Małgorzata Kotowska also known as Małgorzata Durantówna (died 1690) was a Polish lady-in-waiting, and an unofficial diplomatic emissary.

Małgorzata Kotowska was born to a French tailor in France as Marguerite Durant. The family emigrated to Warsaw in Poland during her childhood. In 1659, she married 	Adam Kotowski, a court official who was ennobled in 1673. At the royal Polish court, she made the acquaintance of the new French Queen of Poland, Marie Casimire Louise de La Grange d'Arquien, who had several French favorites, and who appointed her lady-in-waiting. She became the trusted confidante of the queen, who was heavily active in state affairs through her influence on her husband the king.

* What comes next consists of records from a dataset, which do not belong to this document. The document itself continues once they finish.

//! Buffer lifecycle tests
//!
//! The reference-counted handoff between application and engine:
//! - Data cannot be replaced or the handle deleted while a source holds it
//! - The usage state walks Unused -> Pending -> Processed
//! - Released handles are immediately reusable and deletable
//! - Data validation (layout, rate, emptiness) through the public surface

mod helpers;

use alcove::{AudioFrame, BufferState, Error, PlaybackMode, SampleFormat};
use helpers::{constant_mono16, mono_buffer, offline_context};

fn render(ctx: &alcove::Context, frames: usize) {
    let mut block = vec![AudioFrame::zero(); frames];
    ctx.render_offline(&mut block).unwrap();
}

#[test]
fn test_set_data_rejected_while_queued() {
    let ctx = offline_context();
    let source = ctx.gen_source().unwrap();
    let buffer = mono_buffer(&ctx, &constant_mono16(64, 100));
    ctx.queue_buffers(source, &[buffer]).unwrap();

    let err = ctx
        .buffer_data(buffer, SampleFormat::Mono16, &constant_mono16(64, 200), 48_000)
        .unwrap_err();
    assert!(matches!(err, Error::InvalidOperation(_)));

    // The original data is untouched.
    assert_eq!(ctx.buffer_size(buffer).unwrap(), 128);
}

#[test]
fn test_delete_rejected_while_attached() {
    let ctx = offline_context();
    let source = ctx.gen_source().unwrap();
    let buffer = mono_buffer(&ctx, &constant_mono16(64, 100));
    ctx.attach_buffer(source, Some(buffer)).unwrap();

    let err = ctx.delete_buffer(buffer).unwrap_err();
    assert!(matches!(err, Error::InvalidOperation(_)));

    ctx.attach_buffer(source, None).unwrap();
    ctx.delete_buffer(buffer).unwrap();
}

#[test]
fn test_state_walks_unused_pending_processed() {
    let ctx = offline_context();
    let source = ctx.gen_source().unwrap();
    let buffer = mono_buffer(&ctx, &constant_mono16(64, 100));
    assert_eq!(ctx.buffer_state(buffer).unwrap(), BufferState::Unused);

    ctx.queue_buffers(source, &[buffer]).unwrap();
    assert_eq!(ctx.buffer_state(buffer).unwrap(), BufferState::Pending);

    ctx.play_source(source).unwrap();
    render(&ctx, 128);
    ctx.unqueue_buffers(source, 1).unwrap();
    assert_eq!(ctx.buffer_state(buffer).unwrap(), BufferState::Processed);

    // Fresh data returns the handle to Unused.
    ctx.buffer_data(buffer, SampleFormat::Mono16, &constant_mono16(32, 1), 48_000)
        .unwrap();
    assert_eq!(ctx.buffer_state(buffer).unwrap(), BufferState::Unused);
}

#[test]
fn test_delete_after_full_cycle() {
    let ctx = offline_context();
    let source = ctx.gen_source().unwrap();
    let buffer = mono_buffer(&ctx, &constant_mono16(64, 100));

    ctx.queue_buffers(source, &[buffer]).unwrap();
    ctx.play_source(source).unwrap();
    render(&ctx, 128);
    ctx.unqueue_buffers(source, 1).unwrap();

    ctx.delete_buffer(buffer).unwrap();
    assert!(!ctx.is_buffer(buffer));
}

#[test]
fn test_data_validation() {
    let ctx = offline_context();
    let buffer = ctx.gen_buffer().unwrap();

    // 8-bit layouts are declared but not accepted.
    let err = ctx
        .buffer_data(buffer, SampleFormat::Mono8, &[1, 2, 3, 4], 48_000)
        .unwrap_err();
    assert!(matches!(err, Error::InvalidValue(_)));

    let err = ctx
        .buffer_data(buffer, SampleFormat::Mono16, &[], 48_000)
        .unwrap_err();
    assert!(matches!(err, Error::InvalidValue(_)));

    let err = ctx
        .buffer_data(buffer, SampleFormat::Mono16, &constant_mono16(4, 1), 0)
        .unwrap_err();
    assert!(matches!(err, Error::InvalidValue(_)));

    let err = ctx
        .buffer_data(buffer, SampleFormat::Mono16, &constant_mono16(4, 1), 96_000)
        .unwrap_err();
    assert!(matches!(err, Error::InvalidValue(_)));

    ctx.buffer_data(buffer, SampleFormat::Mono16, &constant_mono16(4, 1), 48_000)
        .unwrap();
}

#[test]
fn test_switch_to_static_releases_queue() {
    let ctx = offline_context();
    let source = ctx.gen_source().unwrap();
    let queued: Vec<_> = (1..=2i16)
        .map(|n| mono_buffer(&ctx, &constant_mono16(64, 100 * n)))
        .collect();
    let replacement = mono_buffer(&ctx, &constant_mono16(64, 999));

    ctx.queue_buffers(source, &queued).unwrap();
    for id in &queued {
        assert_eq!(ctx.buffer_references(*id).unwrap(), 1);
    }

    ctx.attach_buffer(source, Some(replacement)).unwrap();
    assert_eq!(ctx.source_type(source).unwrap(), PlaybackMode::Static);
    assert_eq!(ctx.buffer_references(replacement).unwrap(), 1);

    // The displaced queue entries are free to delete straight away.
    for id in queued {
        assert_eq!(ctx.buffer_references(id).unwrap(), 0);
        ctx.delete_buffer(id).unwrap();
    }
}

#[test]
fn test_shared_buffer_counts_every_holder() {
    let ctx = offline_context();
    let sources = ctx.gen_sources(3).unwrap();
    let buffer = mono_buffer(&ctx, &constant_mono16(64, 100));

    for source in &sources {
        ctx.queue_buffers(*source, &[buffer]).unwrap();
    }
    assert_eq!(ctx.buffer_references(buffer).unwrap(), 3);

    let err = ctx.delete_buffer(buffer).unwrap_err();
    assert!(matches!(err, Error::InvalidOperation(_)));

    for source in &sources {
        ctx.play_source(*source).unwrap();
    }
    render(&ctx, 128);
    for source in &sources {
        ctx.unqueue_buffers(*source, 1).unwrap();
    }

    assert_eq!(ctx.buffer_references(buffer).unwrap(), 0);
    ctx.delete_buffer(buffer).unwrap();
}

In 1679, Queen Marie Casimire sent her as her informal political ambassador to the emperor to find out the view of the emperor concerning an alliance between the emperor and Poland against Turkey.
After her visit to the emperor, Małgorzata Kotowska continued to the court of Cosimo III de' Medici in Florence, and finally to the Republic of Venice on the same diplomatic mission.

In Warsaw, Małgorzata Kotowska held receptions for the foreign diplomats in her residence, and acted as the go-between and an informer of the queen. Her important and influential position was widely acknowledged. She was described as pious and discreet.